• **Work request**:
Show me each line of the listing below where the word "held" appears.
(Beginning of Input records)
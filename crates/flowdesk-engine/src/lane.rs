use std::collections::HashMap;
use std::sync::{Arc, Mutex, MutexGuard};

use tokio::sync::OwnedMutexGuard;

use flowdesk_core::types::SessionId;

type Lanes = Arc<Mutex<HashMap<SessionId, Arc<tokio::sync::Mutex<()>>>>>;

fn lock(lanes: &Lanes) -> MutexGuard<'_, HashMap<SessionId, Arc<tokio::sync::Mutex<()>>>> {
    lanes.lock().unwrap_or_else(|e| e.into_inner())
}

/// Per-session lock ensuring serial execution of everything that touches
/// one session: interpreter runs, delay continuations and operator actions.
///
/// A lane exists only while someone holds or waits on it.
#[derive(Default)]
pub struct LaneMap {
    lanes: Lanes,
}

/// Exclusive access to one session. Dropping it frees the lane, and
/// forgets it when nobody else is waiting.
pub struct LaneGuard {
    sid: SessionId,
    guard: Option<OwnedMutexGuard<()>>,
    lanes: Lanes,
}

impl Drop for LaneGuard {
    fn drop(&mut self) {
        let mut lanes = lock(&self.lanes);
        self.guard.take();
        if lanes
            .get(&self.sid)
            .is_some_and(|lane| Arc::strong_count(lane) == 1)
        {
            lanes.remove(&self.sid);
        }
    }
}

impl LaneMap {
    pub fn new() -> Self {
        Self::default()
    }

    /// Wait for exclusive access to the session's lane.
    pub async fn acquire(&self, sid: &SessionId) -> LaneGuard {
        let lane = lock(&self.lanes).entry(sid.clone()).or_default().clone();
        let guard = lane.lock_owned().await;
        LaneGuard {
            sid: sid.clone(),
            guard: Some(guard),
            lanes: self.lanes.clone(),
        }
    }

    #[cfg(test)]
    pub(crate) fn len(&self) -> usize {
        lock(&self.lanes).len()
    }
}

#[cfg(test)]
mod tests {
    use super::*;
    use std::time::Duration;

    #[tokio::test]
    async fn test_same_session_is_serialised() {
        let lanes = Arc::new(LaneMap::new());
        let sid = SessionId::from_string("chat_1");
        let order = Arc::new(Mutex::new(Vec::new()));

        let guard = lanes.acquire(&sid).await;
        let waiter = {
            let lanes = lanes.clone();
            let sid = sid.clone();
            let order = order.clone();
            tokio::spawn(async move {
                let _g = lanes.acquire(&sid).await;
                order.lock().unwrap().push("second");
            })
        };

        tokio::time::sleep(Duration::from_millis(20)).await;
        order.lock().unwrap().push("first");
        drop(guard);
        waiter.await.unwrap();

        assert_eq!(*order.lock().unwrap(), vec!["first", "second"]);
    }

    #[tokio::test]
    async fn test_other_sessions_not_blocked() {
        let lanes = LaneMap::new();
        let _a = lanes.acquire(&SessionId::from_string("a")).await;
        let b = tokio::time::timeout(
            Duration::from_millis(100),
            lanes.acquire(&SessionId::from_string("b")),
        )
        .await;
        assert!(b.is_ok());
    }

    #[tokio::test]
    async fn test_lane_forgotten_once_released() {
        let lanes = LaneMap::new();
        let held = lanes.acquire(&SessionId::from_string("a")).await;
        drop(lanes.acquire(&SessionId::from_string("b")).await);
        assert_eq!(lanes.len(), 1);

        drop(held);
        assert_eq!(lanes.len(), 0);
    }

    #[tokio::test]
    async fn test_lane_kept_while_someone_waits() {
        let lanes = Arc::new(LaneMap::new());
        let sid = SessionId::from_string("a");
        let held = lanes.acquire(&sid).await;

        let waiter = {
            let lanes = lanes.clone();
            let sid = sid.clone();
            tokio::spawn(async move {
                let _g = lanes.acquire(&sid).await;
                lanes.len()
            })
        };
        tokio::time::sleep(Duration::from_millis(20)).await;
        drop(held);

        // The waiter got the same lane rather than a fresh one.
        assert_eq!(waiter.await.unwrap(), 1);
        assert_eq!(lanes.len(), 0);
    }
}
(End of Input records)
• **Output below**:
        let held = lanes.acquire(&SessionId::from_string("a")).await;
        drop(held);
        let held = lanes.acquire(&sid).await;
        drop(held);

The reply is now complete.